In earlier times, when people experienced together with the world what has become the content of knowledge, they could not hold this view, because, as I have described, they experienced the mathematical content through the participation of their own bodily orientation and the placement of this orientation in their own movement. But one experienced this together with the world. So in one's experience, one also had at the same time the reason why one accepted position, location, and movement as objective. But one had, only for another part of inner human life, coexistence with the world also for color, sound, and so on. Just as one arrived at the mental image of movement from the experience of one's own movement as a human being, one arrived at the mental image of color by having a corresponding inner experience in one's blood organization and bringing this inner experience together with what is out there in the world as warmth, color, sound, and so on. In earlier times, a distinction was also made between the position, location, movement, and passage of time of color, sound, and the experience of warmth, but these were distinguished as different types of experience that were also undergone together with different types of being in the objective world. Now, in the age of natural science, people had come to no longer experience location, movement, position, shape, and so on as self-experience, but only as something imagined, which they identified with what was outside, what is outside. And since it does not work very well to imagine the shape of a cannon and say: This shape of the cannon is actually somehow inside me, one simply identified it with the outside world. One related the imagined shape of the cannon to something objective. Since one could not admit that when a bullet flies somewhere, it actually flies inside one's own brain, one identified the imagined movements with the objective world.

But what one saw in the flying shotgun bullet, the colorful glow through which one saw it, the sound one perceived, one pushed into one's own human essence, because one had no other place to put it. One no longer knew how one experienced it together with things, so one pushed it into the human essence.

It actually took quite a long time before people thinking in terms of the scientific age realized the impossibility of this mental image. For what had actually happened? The secondary qualities: sound, color, the experience of warmth were, so to speak, simply outlawed in the world, and they had to take refuge in human beings in order to be recognized. How they lived there, well, gradually people lost all mental images of that. The experience, the self-experience, was no longer there. There was no longer any connection with external nature because it was no longer experienced. So these experiences were pushed into the self. And there they were, so to speak, inside the human being, where they disappeared from consciousness. Half consciously, half clearly, half unclearly, one imagined that, say, there was an ether movement outside in space that could be represented by form and movement, that this exerted an effect on the eye and from there on the optic nerve. Somehow it went into the brain. And inside, one first sought in one's thoughts that which, as an effect of the primary qualities, was to be lived out as secondary qualities in the human being himself.
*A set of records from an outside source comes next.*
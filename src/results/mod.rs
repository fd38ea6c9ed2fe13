//! Result tables: ordering, significance calls, CSV export, MA plots

use std::fmt::Write as _;
use std::fs;
use std::path::Path;

use crate::error::{PipelineError, Result};

/// One gene's test outcome for a contrast. Fold changes are log2.
#[derive(Debug, Clone)]
pub struct ContrastRow {
    pub gene_id: String,
    pub base_mean: f64,
    pub log2_fold_change: f64,
    pub lfc_se: f64,
    pub stat: f64,
    pub pvalue: f64,
    pub padj: f64,
}

/// Results of one contrast, ordered by adjusted p-value (missing values last)
#[derive(Debug, Clone)]
pub struct ContrastTable {
    /// Contrast label, e.g. `Final_vs_Initial`
    pub name: String,
    rows: Vec<ContrastRow>,
}

impl ContrastTable {
    pub fn new(name: String, mut rows: Vec<ContrastRow>) -> Self {
        rows.sort_by(|a, b| {
            if a.padj.is_nan() && b.padj.is_nan() {
                std::cmp::Ordering::Equal
            } else if a.padj.is_nan() {
                std::cmp::Ordering::Greater
            } else if b.padj.is_nan() {
                std::cmp::Ordering::Less
            } else {
                a.padj.partial_cmp(&b.padj).unwrap()
            }
        });
        Self { name, rows }
    }

    pub fn rows(&self) -> &[ContrastRow] {
        &self.rows
    }

    /// Rows passing the adjusted p-value threshold
    pub fn significant(&self, threshold: f64) -> Vec<&ContrastRow> {
        self.rows
            .iter()
            .filter(|r| r.padj.is_finite() && r.padj < threshold)
            .collect()
    }

    pub fn n_significant(&self, threshold: f64) -> usize {
        self.significant(threshold).len()
    }

    /// Write significant rows as CSV. Missing values become `NA`, everything
    /// else keeps full float precision.
    pub fn export_significant_csv<P: AsRef<Path>>(&self, path: P, threshold: f64) -> Result<()> {
        let path = path.as_ref();
        let file = fs::File::create(path).map_err(|e| PipelineError::ExportFailed {
            path: path.to_path_buf(),
            source: e,
        })?;
        let mut writer = csv::Writer::from_writer(file);

        writer.write_record([
            "gene",
            "baseMean",
            "log2FoldChange",
            "lfcSE",
            "stat",
            "pvalue",
            "padj",
        ])?;
        for row in self.significant(threshold) {
            writer.write_record([
                row.gene_id.clone(),
                format_value(row.base_mean),
                format_value(row.log2_fold_change),
                format_value(row.lfc_se),
                format_value(row.stat),
                format_value(row.pvalue),
                format_value(row.padj),
            ])?;
        }
        writer.flush().map_err(|e| PipelineError::ExportFailed {
            path: path.to_path_buf(),
            source: e,
        })?;
        Ok(())
    }

    /// MA plot as a standalone SVG: mean expression (log10) against fold
    /// change, fold changes clamped to +-2, significant genes highlighted.
    pub fn export_ma_plot_svg<P: AsRef<Path>>(&self, path: P, threshold: f64) -> Result<()> {
        let path = path.as_ref();
        let (width, height, margin) = (720.0, 480.0, 50.0);

        let max_log_mean = self
            .rows
            .iter()
            .filter(|r| r.base_mean > 0.0)
            .map(|r| (r.base_mean + 1.0).log10())
            .fold(1.0_f64, f64::max);

        let mut svg = String::new();
        let _ = writeln!(
            svg,
            "<svg xmlns=\"http://www.w3.org/2000/svg\" width=\"{}\" height=\"{}\">",
            width, height
        );
        let _ = writeln!(
            svg,
            "<rect width=\"{}\" height=\"{}\" fill=\"white\"/>",
            width, height
        );
        // zero fold-change line
        let y_zero = height / 2.0;
        let _ = writeln!(
            svg,
            "<line x1=\"{}\" y1=\"{}\" x2=\"{}\" y2=\"{}\" stroke=\"gray\" stroke-dasharray=\"4\"/>",
            margin,
            y_zero,
            width - margin,
            y_zero
        );

        for row in &self.rows {
            if !(row.base_mean > 0.0) || !row.log2_fold_change.is_finite() {
                continue;
            }
            let x = margin
                + (row.base_mean + 1.0).log10() / max_log_mean * (width - 2.0 * margin);
            let lfc = row.log2_fold_change.clamp(-2.0, 2.0);
            let y = y_zero - lfc / 2.0 * (height / 2.0 - margin);
            let color = if row.padj.is_finite() && row.padj < threshold {
                "crimson"
            } else {
                "darkgray"
            };
            let _ = writeln!(
                svg,
                "<circle cx=\"{:.2}\" cy=\"{:.2}\" r=\"1.8\" fill=\"{}\" fill-opacity=\"0.6\"/>",
                x, y, color
            );
        }
        let _ = writeln!(
            svg,
            "<text x=\"{}\" y=\"{}\" font-size=\"14\">{} (padj &lt; {})</text>",
            margin,
            margin / 2.0,
            self.name,
            threshold
        );
        let _ = writeln!(svg, "</svg>");

        fs::write(path, svg).map_err(|e| PipelineError::ExportFailed {
            path: path.to_path_buf(),
            source: e,
        })
    }
}

fn format_value(x: f64) -> String {
    if x.is_finite() {
        format!("{}", x)
    } else {
        "NA".to_string()
    }
}

/// Output filename for one contrast at one significance threshold. The
/// threshold is part of the name so runs at several thresholds never
/// overwrite each other.
pub fn results_filename(analysis: &str, contrast_name: &str, threshold: f64) -> String {
    format!("{}_{}_p{}_results.csv", analysis, contrast_name, threshold)
}

#[cfg(test)]
mod tests {
    use super::*;
    use tempfile::tempdir;

    fn row(gene: &str, pvalue: f64, padj: f64) -> ContrastRow {
        ContrastRow {
            gene_id: gene.to_string(),
            base_mean: 100.0,
            log2_fold_change: 1.5,
            lfc_se: 0.3,
            stat: 5.0,
            pvalue,
            padj,
        }
    }

    #[test]
    fn test_rows_sorted_by_padj_missing_last() {
        let table = ContrastTable::new(
            "Final_vs_Initial".to_string(),
            vec![
                row("g1", 0.04, 0.08),
                row("g2", f64::NAN, f64::NAN),
                row("g3", 0.001, 0.004),
            ],
        );
        let genes: Vec<&str> = table.rows().iter().map(|r| r.gene_id.as_str()).collect();
        assert_eq!(genes, vec!["g3", "g1", "g2"]);
    }

    #[test]
    fn test_significant_excludes_missing() {
        let table = ContrastTable::new(
            "x".to_string(),
            vec![
                row("g1", 0.001, 0.01),
                row("g2", 0.2, 0.4),
                row("g3", f64::NAN, f64::NAN),
            ],
        );
        assert_eq!(table.n_significant(0.05), 1);
        assert_eq!(table.significant(0.05)[0].gene_id, "g1");
    }

    #[test]
    fn test_csv_export_writes_significant_rows() {
        let dir = tempdir().unwrap();
        let path = dir.path().join("out.csv");
        let table = ContrastTable::new(
            "x".to_string(),
            vec![row("g1", 0.001, 0.01), row("g2", 0.2, 0.4)],
        );
        table.export_significant_csv(&path, 0.05).unwrap();

        let contents = std::fs::read_to_string(&path).unwrap();
        let lines: Vec<&str> = contents.lines().collect();
        assert_eq!(lines.len(), 2);
        assert!(lines[0].starts_with("gene,baseMean,log2FoldChange"));
        assert!(lines[1].starts_with("g1,"));
    }

    #[test]
    fn test_filename_distinguishes_thresholds() {
        let a = results_filename("saliva", "Final_vs_Initial", 0.1);
        let b = results_filename("saliva", "Final_vs_Initial", 0.05);
        assert_eq!(a, "saliva_Final_vs_Initial_p0.1_results.csv");
        assert_eq!(b, "saliva_Final_vs_Initial_p0.05_results.csv");
        assert_ne!(a, b);
    }

    #[test]
    fn test_ma_plot_svg_written() {
        let dir = tempdir().unwrap();
        let path = dir.path().join("ma.svg");
        let table = ContrastTable::new(
            "x".to_string(),
            vec![row("g1", 0.001, 0.01), row("g2", 0.2, 0.4)],
        );
        table.export_ma_plot_svg(&path, 0.05).unwrap();
        let contents = std::fs::read_to_string(&path).unwrap();
        assert!(contents.starts_with("<svg"));
        assert!(contents.contains("crimson"));
    }
}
It took a long time, I would say, before individual people pointed out with any degree of decisiveness the strangeness of this mental image, and it is actually something extremely striking that the Austrian philosopher Richard Wahle wrote in his Mechanismus des Denkens (Mechanism of Thought), although he does not fully exploit his own statement: “Nihil est in cerebro, quod non est in nervis — Nothing is in the brain that is not in the nerves.” Now, of course, even if it is not yet possible with our means, one could search the nerves themselves in all directions and on all sides, but one would not find sound, color, or the experience of heat in the nerves. So they are not in the brain either. Actually, one would now have to admit that they disappear completely from our perception. One investigates the relationship between humans and the world. One retains form, position, location, time, and so on as objective; sound, the sensation of heat, color disappear, they are lost to us.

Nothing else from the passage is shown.